REQUIREMENT: Lines with the string "pipeline" must each be copied from the listing.

DATA LISTING:
use std::env;

/// Application configuration loaded from environment variables.
#[derive(Debug, Clone)]
pub struct Config {
    // Verdict service
    pub anthropic_api_key: String,
    pub verdict_model: String,

    // Community platform
    pub reddit_base_url: String,
    pub request_timeout_secs: u64,

    // Client-side throttling
    pub search_rate_per_sec: f64,
    pub search_burst: u32,
}

impl Config {
    /// Load configuration from environment variables.
    /// Panics with a clear message if required vars are missing.
    pub fn from_env() -> Self {
        Self {
            anthropic_api_key: required_env("ANTHROPIC_API_KEY"),
            verdict_model: env::var("VERDICT_MODEL")
                .unwrap_or_else(|_| "claude-haiku-4-5-20251001".to_string()),
            reddit_base_url: env::var("REDDIT_BASE_URL")
                .unwrap_or_else(|_| "https://www.reddit.com".to_string()),
            request_timeout_secs: env::var("REQUEST_TIMEOUT_SECS")
                .unwrap_or_else(|_| "30".to_string())
                .parse()
                .expect("REQUEST_TIMEOUT_SECS must be a number"),
            search_rate_per_sec: env::var("SEARCH_RATE_PER_SEC")
                .unwrap_or_else(|_| "1.0".to_string())
                .parse()
                .expect("SEARCH_RATE_PER_SEC must be a number"),
            search_burst: env::var("SEARCH_BURST")
                .unwrap_or_else(|_| "1".to_string())
                .parse()
                .expect("SEARCH_BURST must be a number"),
        }
    }

    /// Log the loaded configuration without leaking the API key.
    pub fn log_redacted(&self) {
        tracing::info!(
            verdict_model = %self.verdict_model,
            reddit_base_url = %self.reddit_base_url,
            request_timeout_secs = self.request_timeout_secs,
            search_rate_per_sec = self.search_rate_per_sec,
            search_burst = self.search_burst,
            "Config loaded"
        );
    }
}

fn required_env(key: &str) -> String {
    env::var(key).unwrap_or_else(|_| panic!("{key} environment variable is required"))
}
use anyhow::{anyhow, Result};
use reqwest::header::{HeaderMap, HeaderValue, CONTENT_TYPE};
use tracing::debug;

use super::types::*;

const ANTHROPIC_API_URL: &str = "https://api.anthropic.com/v1";
const ANTHROPIC_VERSION: &str = "2023-06-01";

pub(crate) struct ClaudeClient {
    api_key: String,
    http: reqwest::Client,
    base_url: String,
}

impl ClaudeClient {
    pub fn new(api_key: &str, http: reqwest::Client) -> Self {
        Self {
            api_key: api_key.to_string(),
            http,
            base_url: ANTHROPIC_API_URL.to_string(),
        }
    }

    pub fn with_base_url(mut self, url: &str) -> Self {
        self.base_url = url.to_string();
        self
    }

    fn headers(&self) -> Result<HeaderMap> {
        let mut headers = HeaderMap::new();
        headers.insert("x-api-key", HeaderValue::from_str(&self.api_key)?);
        headers.insert(
            "anthropic-version",
            HeaderValue::from_static(ANTHROPIC_VERSION),
        );
        headers.insert(CONTENT_TYPE, HeaderValue::from_static("application/json"));
        Ok(headers)
    }

    pub async fn chat(&self, request: &ChatRequest) -> Result<ChatResponse> {
        let url = format!("{}/messages", self.base_url);

        debug!(model = %request.model, "Claude chat request");

        let response = self
            .http
            .post(&url)
            .headers(self.headers()?)
            .json(request)
            .send()
            .await?;

        if !response.status().is_success() {
            let status = response.status();
            let error_text = response.text().await?;
            return Err(anyhow!("Claude API error ({}): {}", status, error_text));
        }

        Ok(response.json().await?)
    }
}
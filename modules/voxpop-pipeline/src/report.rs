use serde::Serialize;
use uuid::Uuid;

use voxpop_common::{ChatAnalysis, ValidationOutcome};

use crate::consensus::ConsensusStance;

/// Terminal artifact of a pipeline run. Callers always receive one of these,
/// never a raw error: stage-1 failure produces the `failure` shape instead.
#[derive(Debug, Serialize)]
pub struct ValidationReport {
    pub success: bool,
    #[serde(skip_serializing_if = "Option::is_none")]
    pub error: Option<String>,
    pub chat_analysis: Option<ChatAnalysis>,
    pub reddit_validation: Option<RedditValidation>,
    #[serde(skip_serializing_if = "Option::is_none")]
    pub metadata: Option<ReportMetadata>,
}

#[derive(Debug, Serialize)]
pub struct RedditValidation {
    pub relevant_subreddits_found: usize,
    pub validation_results: Vec<ValidationResultSummary>,
    pub overall_validation_score: f64,
    pub is_validated: bool,
}

#[derive(Debug, Serialize)]
pub struct ValidationResultSummary {
    pub subreddit: String,
    pub relevance_score: f64,
    pub human_consensus: String,
    pub stance: ConsensusStance,
    pub validation_score: f64,
    pub sample_posts: usize,
}

#[derive(Debug, Serialize)]
pub struct ReportMetadata {
    pub run_id: Uuid,
    pub subreddits_analyzed: usize,
    pub posts_considered: usize,
}

impl ValidationReport {
    pub fn success(
        run_id: Uuid,
        analysis: ChatAnalysis,
        communities_found: usize,
        outcomes: Vec<ValidationOutcome>,
        overall_validation_score: f64,
    ) -> Self {
        let posts_considered = outcomes.iter().map(|o| o.snippets.len()).sum();
        let validation_results: Vec<ValidationResultSummary> = outcomes
            .into_iter()
            .map(|o| ValidationResultSummary {
                subreddit: o.community_name,
                relevance_score: o.relevance_score,
                stance: ConsensusStance::classify(&o.consensus_summary),
                human_consensus: o.consensus_summary,
                validation_score: o.validation_score,
                sample_posts: o.snippets.len(),
            })
            .collect();
        let subreddits_analyzed = validation_results.len();

        Self {
            success: true,
            error: None,
            chat_analysis: Some(analysis),
            reddit_validation: Some(RedditValidation {
                relevant_subreddits_found: communities_found,
                overall_validation_score,
                is_validated: overall_validation_score > 0.5,
                validation_results,
            }),
            metadata: Some(ReportMetadata {
                run_id,
                subreddits_analyzed,
                posts_considered,
            }),
        }
    }

    pub fn failure(error: impl Into<String>) -> Self {
        Self {
            success: false,
            error: Some(error.into()),
            chat_analysis: None,
            reddit_validation: None,
            metadata: None,
        }
    }
}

EXPECTED OUTPUT:
filename modules/voxpop-pipeline/src/report.rs
/// Terminal artifact of a pipeline run. Callers always receive one of these,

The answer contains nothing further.